Records from a collection:
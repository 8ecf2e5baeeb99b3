//! API client for talking to a running red-alert agent

use alert_lib::{EmittedEvent, HealthResponse};
use reqwest::{Client, StatusCode};
use serde::de::DeserializeOwned;
use thiserror::Error;
use url::Url;

#[derive(Debug, Error)]
pub enum AgentError {
    #[error("invalid agent URL: {0}")]
    InvalidUrl(#[from] url::ParseError),

    #[error("agent unreachable: {0}")]
    Unreachable(#[source] reqwest::Error),

    #[error("agent watcher has been stopped")]
    Stopped,

    #[error("agent returned {status}: {body}")]
    Status { status: StatusCode, body: String },

    #[error("failed to parse agent response: {0}")]
    Decode(#[source] reqwest::Error),
}

/// Client for the agent's HTTP API
pub struct AgentClient {
    client: Client,
    base_url: Url,
}

impl AgentClient {
    pub fn new(base_url: &str) -> Result<Self, AgentError> {
        let client = Client::builder()
            .timeout(std::time::Duration::from_secs(30))
            .build()
            .map_err(AgentError::Unreachable)?;

        let base_url = Url::parse(base_url)?;

        Ok(Self { client, base_url })
    }

    /// Fetch component health; unhealthy agents answer 503 with the same body
    pub async fn health(&self) -> Result<HealthResponse, AgentError> {
        let url = self.base_url.join("healthz")?;
        let response = self
            .client
            .get(url)
            .send()
            .await
            .map_err(AgentError::Unreachable)?;

        if response.status() == StatusCode::SERVICE_UNAVAILABLE {
            return response.json().await.map_err(AgentError::Decode);
        }
        Self::parse(response).await
    }

    /// Trigger a manual check on the agent
    pub async fn check(&self) -> Result<EmittedEvent, AgentError> {
        let url = self.base_url.join("check")?;
        let response = self
            .client
            .post(url)
            .send()
            .await
            .map_err(AgentError::Unreachable)?;

        if response.status() == StatusCode::CONFLICT {
            return Err(AgentError::Stopped);
        }
        Self::parse(response).await
    }

    async fn parse<T: DeserializeOwned>(response: reqwest::Response) -> Result<T, AgentError> {
        let status = response.status();
        if !status.is_success() {
            let body = response.text().await.unwrap_or_default();
            return Err(AgentError::Status { status, body });
        }

        response.json().await.map_err(AgentError::Decode)
    }
}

* _PROBLEM STATEMENT_
The lines needed run from the first line of the data through the line containing "to parse agent"; give them again exactly and nothing else.

* _RESULT OF THIS EXERCISE_
repository 8ecf2e5baeeb99b3
//! API client for talking to a running red-alert agent

use alert_lib::{EmittedEvent, HealthResponse};
use reqwest::{Client, StatusCode};
use serde::de::DeserializeOwned;
use thiserror::Error;
use url::Url;

#[derive(Debug, Error)]
pub enum AgentError {
    #[error("invalid agent URL: {0}")]
    InvalidUrl(#[from] url::ParseError),

    #[error("agent unreachable: {0}")]
    Unreachable(#[source] reqwest::Error),

    #[error("agent watcher has been stopped")]
    Stopped,

    #[error("agent returned {status}: {body}")]
    Status { status: StatusCode, body: String },

    #[error("failed to parse agent response: {0}")]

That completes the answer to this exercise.